In December 1840 Campbell Island was the last landfall before the Ross expedition explored the Antarctic.

In 1883 the American schooner Sarah W. Hunt, a whaler, was near Campbell Island. Twelve men in two small whaleboats headed for the island in terrible weather looking for seals. One of the boats disappeared, and the other boat with six men aboard managed to make it ashore. Sanford Miner, the captain of the Sarah W. Hunt, assumed all the whalers were lost, and sailed away to Lyttelton, New Zealand. Fortunately for the stranded whalers, a seal protection boat, the Kekeno, happened to arrive at the island, and rescued the castaways. The captain's behaviour caused an international scandal.

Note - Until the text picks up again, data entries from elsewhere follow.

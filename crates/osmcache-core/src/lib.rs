//! osmcache-core - a caching client for the Online Scout Manager (OSM) API.
//!
//! Authorise once through [`Manager`], then read groups, terms, members,
//! badges and badge progress through its facades. Responses are cached in
//! memory per scope (user, or section and term) for a configurable duration.

pub mod api;
pub mod auth;
pub mod cache;
pub mod managers;
pub mod models;
pub mod utils;

pub use api::{ApiError, Connection, ConnectionConfig, QueryParams};
pub use auth::{Session, SessionData, SessionHandle};
pub use cache::{CacheSettings, CachedData, CachedDataSet};
pub use managers::{BadgeManager, GroupManager, Manager, MemberManager, TermManager};
pub use models::{
    Badge, BadgeProgress, BadgeProgressReport, BadgeTask, BadgeType, Group, GroupRef, Member,
    Section, Term, TermArray,
};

In the late 19th century, the island became a pastoral lease. Sheep farming was undertaken from 1896 until the lease, along with the sheep and a small herd of cattle, was abandoned in 1931 because of the Great Depression.

In 1907, a group of scientists spent eight days on the island group surveying. The 1907 Sub-Antarctic Islands Scientific Expedition conducted a magnetic survey and also took botanical, zoological and geological specimens.

During World War II, a coastwatching station was operative at Tucker Cove at the north shore of Perseverance Harbour as part of the Cape Expedition programme.

In 1992, a Campbell Island scene was incorporated into the reverse side design of the New Zealand five-dollar note in the fifth series of New Zealand bank notes. The scene includes a yellow-eyed penguin or hoiho (Megadyptes antipodes), a subantarctic lily (Bulbinella rossii), a daisy (Pleurophyllum speciosum), and bull kelp or rimurapa (Durvillaea antarctica).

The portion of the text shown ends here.